Menu

R v. Fearon

Posted on

This appeal concerns a core area of the BCCLA’s concern: an individual’s right to be free from unreasonable search and seizure. In this case, the Supreme Court of Canada will consider the legal authority of the police to search the contents of mobile phones seized incident to a lawful arrest. The hearing before the Supreme Court of Canada will take place on April 16, 2014.
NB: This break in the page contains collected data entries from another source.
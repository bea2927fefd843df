//! ClickHouse driver: columnar backend over the HTTP interface.
//!
//! Queries travel as SQL text with `FORMAT JSONEachRow` results, the same
//! wire shape the official HTTP clients use. Connection options: `url`
//! (default `http://localhost:8123`), `database`, `username`, `password`.

mod driver;
mod orderby;

pub use driver::{ClickHouseBackend, ClickHouseFactory};
pub use orderby::infer_order_by;

use polystore_core::BackendRegistry;
use std::sync::Arc;

/// Stable registry name.
pub const BACKEND_NAME: &str = "clickhouse";

/// Register this driver with a backend registry.
pub fn register(registry: &BackendRegistry) {
    registry.register(Arc::new(ClickHouseFactory));
}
The BCCLA is an intervener in this case. At the core of the BCCLA’s argument in this case is the profound privacy interest that individuals have in their mobile phones. Modern cell phones are portals to intensively private information, such as our photos, videos, notes, internet browsing histories, calendar, contact lists, and GPS location information, among other things. The BCCLA argues that a warrant should always be required because the contents of a cell phone are searched. Along with private information, cell phones – more than any other personal device – contain massive amounts of private communications. Police often search cell phones for the primary purpose of retrieving communications. Cell phone searches have become the modern-day equivalent of a wiretap on a phone. For this reason, the BCCLA argues that the police should not be allowed to search cell phones without the heightened prior judicial scrutiny required for the interception of private communications.

The BCCLA’s argument in this case can be found here.

The Supreme Court of Canada released its judgment in this case on December 11, 2014. The Court split 4:3, with the majority ruling that the common law power to search incident to lawful arrest allows the search of cell phones and similar electronic devices subject to some modification of the existing framework. The Court outlined four conditions that must be met for the search to comply with s. 8: (1) arrest must be lawful; (2) the search must be truly incidental to the arrest and done promptly upon arrest; (3) the nature and the extent of the search must be tailored to its purpose; and (4) the police must make notes of what they examined on the cell phone and on how they examined it.

The decision of the Supreme Court of Canada is available here.

The BCCLA is represented by Gerald Chan and Nader Hasan of Ruby Shiller Chan Hasan Barristers.